Neuroeconomists are incorporating discoveries made in psychology and neuroscience in their understanding of our economic behavior. They use a technique called functional magnetic resonance imaging to actually see what happens in the brain when decisions are being made. When people have been scanned inside MRI machines, neuroeconomists have found two parts of the brain operating in radically different ways. Rational, long-term thinking takes place in the prefrontal cortex. But for short-term decisions — the impulses demanding immediate gratification — the limbic system takes over.
Neuroeconomics may help explain what happened in the last election. In the weeks leading up to November, many Democrats were confident they would prevail in a close race because, in the end, a majority of people would vote in favor of their self-interest. The Dems constantly hammered on themes that showed how Bush’s economic policies benefited the rich at the expense of almost everyone else. John Kerry spoke directly to our prefrontal cortex.
George Bush, on the other hand, kept tickling the anterior insula. He convinced people that a tax cut today made deep cuts tomorrow in education, health care, veterans’ benefits and environmental protection a good deal. Most of all, by emphasizing the war on terror, he made fear and insecurity the primary focus of the presidential race. When election day finally rolled around, swing voters put their rational self-interest aside and voted for Bush.

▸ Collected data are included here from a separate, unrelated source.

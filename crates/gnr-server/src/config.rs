use std::net::SocketAddr;
use std::path::{Path, PathBuf};
use std::str::FromStr;

use serde::{Deserialize, Serialize};

use gnr_core::error::CoreError;
use gnr_core::models::antibiotic::Target;
use gnr_core::models::snapshot::Hospital;
use gnr_encoder::{EncoderOptions, EncoderTables};
use gnr_models::ArtifactLayout;

/// Current config version. Bump this when adding fields or changing shape.
/// Each bump requires a corresponding entry in [`migrate`].
const CURRENT_VERSION: u32 = 1;

pub const CONFIG_ENV: &str = "GNR_CONFIG";
pub const BIND_ADDR_ENV: &str = "GNR_BIND_ADDR";
pub const MODEL_DIR_ENV: &str = "GNR_MODEL_DIR";
/// Comma-separated site ids, e.g. `Sunnybrook,TOH`.
pub const HOSPITALS_ENV: &str = "GNR_HOSPITALS";
/// Comma-separated target ids, e.g. `Meropenem,Piptaz_or_Tobramycin`.
pub const TARGETS_ENV: &str = "GNR_TARGETS";

#[derive(Debug, Clone, PartialEq, Serialize, Deserialize)]
pub struct ServerConfig {
    /// Schema version. Missing or 0 = pre-versioned config.
    #[serde(default)]
    pub config_version: u32,
    #[serde(default = "default_bind_addr")]
    pub bind_addr: SocketAddr,
    #[serde(default = "default_model_dir")]
    pub model_dir: PathBuf,
    #[serde(default)]
    pub layout: ArtifactLayout,
    /// Sites whose artifacts are loaded at startup.
    #[serde(default = "default_hospitals")]
    pub hospitals: Vec<Hospital>,
    /// Targets assessed per request, in display order. Empty means the
    /// standard set.
    #[serde(default)]
    pub targets: Vec<Target>,
    #[serde(default)]
    pub encoder: EncoderOptions,
}

fn default_bind_addr() -> SocketAddr {
    SocketAddr::from(([0, 0, 0, 0], 8080))
}

fn default_model_dir() -> PathBuf {
    PathBuf::from("models")
}

fn default_hospitals() -> Vec<Hospital> {
    vec![Hospital::Sunnybrook, Hospital::Toh]
}

impl Default for ServerConfig {
    fn default() -> Self {
        Self {
            config_version: CURRENT_VERSION,
            bind_addr: default_bind_addr(),
            model_dir: default_model_dir(),
            layout: ArtifactLayout::default(),
            hospitals: default_hospitals(),
            targets: Vec::new(),
            encoder: EncoderOptions::default(),
        }
    }
}

impl ServerConfig {
    /// Encoder tables for this deployment's target list.
    pub fn encoder_tables(&self) -> EncoderTables {
        let tables = EncoderTables::standard();
        if self.targets.is_empty() {
            tables
        } else {
            tables.with_targets(self.targets.clone())
        }
    }

    /// Apply `GNR_*` environment overrides on top of the file.
    pub fn apply_overrides(
        &mut self,
        lookup: impl Fn(&str) -> Option<String>,
    ) -> eyre::Result<()> {
        if let Some(addr) = lookup(BIND_ADDR_ENV) {
            self.bind_addr = addr
                .parse()
                .map_err(|e| eyre::eyre!("invalid {BIND_ADDR_ENV} '{addr}': {e}"))?;
        }
        if let Some(dir) = lookup(MODEL_DIR_ENV) {
            self.model_dir = PathBuf::from(dir);
        }
        if let Some(list) = lookup(HOSPITALS_ENV) {
            self.hospitals = parse_list(HOSPITALS_ENV, &list)?;
        }
        if let Some(list) = lookup(TARGETS_ENV) {
            self.targets = parse_list(TARGETS_ENV, &list)?;
        }
        Ok(())
    }
}

fn parse_list<T>(var: &str, list: &str) -> eyre::Result<Vec<T>>
where
    T: FromStr<Err = CoreError>,
{
    list.split(',')
        .map(str::trim)
        .filter(|item| !item.is_empty())
        .map(|item| item.parse().map_err(|e| eyre::eyre!("invalid {var}: {e}")))
        .collect()
}

/// Load from the file named by `GNR_CONFIG` (defaults when unset), then
/// apply environment overrides.
pub fn load_config() -> eyre::Result<ServerConfig> {
    let mut config = match std::env::var_os(CONFIG_ENV) {
        Some(path) => load_config_file(Path::new(&path))?,
        None => {
            tracing::info!("{CONFIG_ENV} not set, using default config");
            ServerConfig::default()
        }
    };
    config.apply_overrides(|key| std::env::var(key).ok())?;
    Ok(config)
}

pub fn load_config_file(path: &Path) -> eyre::Result<ServerConfig> {
    let contents = std::fs::read_to_string(path)
        .map_err(|e| eyre::eyre!("failed to read config at {}: {e}", path.display()))?;
    let config = parse_config(&contents)?;
    tracing::info!(path = %path.display(), "config loaded");
    Ok(config)
}

pub fn parse_config(contents: &str) -> eyre::Result<ServerConfig> {
    // Parse as raw JSON so we can run migrations before deserializing.
    let json: serde_json::Value = serde_json::from_str(contents)?;
    let on_disk_version = json
        .get("config_version")
        .and_then(|v| v.as_u64())
        .unwrap_or(0) as u32;

    let migrated = migrate(json, on_disk_version)?;
    let config: ServerConfig = serde_json::from_value(migrated)?;
    Ok(config)
}

/// Run sequential migrations from `from_version` up to [`CURRENT_VERSION`].
fn migrate(mut json: serde_json::Value, from_version: u32) -> eyre::Result<serde_json::Value> {
    if from_version > CURRENT_VERSION {
        return Err(eyre::eyre!(
            "config_version {from_version} is newer than this build supports ({CURRENT_VERSION})"
        ));
    }

    // v0 → v1: boolean `site_models` became `layout`
    if from_version < 1 {
        let obj = json
            .as_object_mut()
            .ok_or_else(|| eyre::eyre!("config is not a JSON object"))?;
        if let Some(site_models) = obj.remove("site_models") {
            let layout = if site_models.as_bool().unwrap_or(true) {
                "per_site"
            } else {
                "shared"
            };
            obj.entry("layout")
                .or_insert(serde_json::Value::String(layout.to_string()));
        }
        obj.insert(
            "config_version".to_string(),
            serde_json::Value::Number(1.into()),
        );
        tracing::info!("migrated config v0 → v1 (site_models → layout)");
    }

    Ok(json)
}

Ironically, now that Bush has conditioned us to react in terms of fear and immediate gratification, he’s finding it hard to sell his long-term plan for privatizing Social Security. When we shift focus from our anterior insula to the prefrontal cortex, the rational part of our brains can see that what he’s proposing doesn’t add up.
Neuroeconomics suggests that as long as we feel we’re being treated unfairly, our ability to make rational decisions will be seriously compromised — and we will continue to make bloviators like Chris Matthews, Hannity and Colmes and Bill O’Reilly rich. Legitimate debate, objectivity and consensus-building suffer so long as the anterior insula dominates.
But things don’t have to fall apart just because our rational discourse is going through the equivalent of a nervous breakdown. Educators know that people have many ways of learning. We have even more ways of expressing ourselves.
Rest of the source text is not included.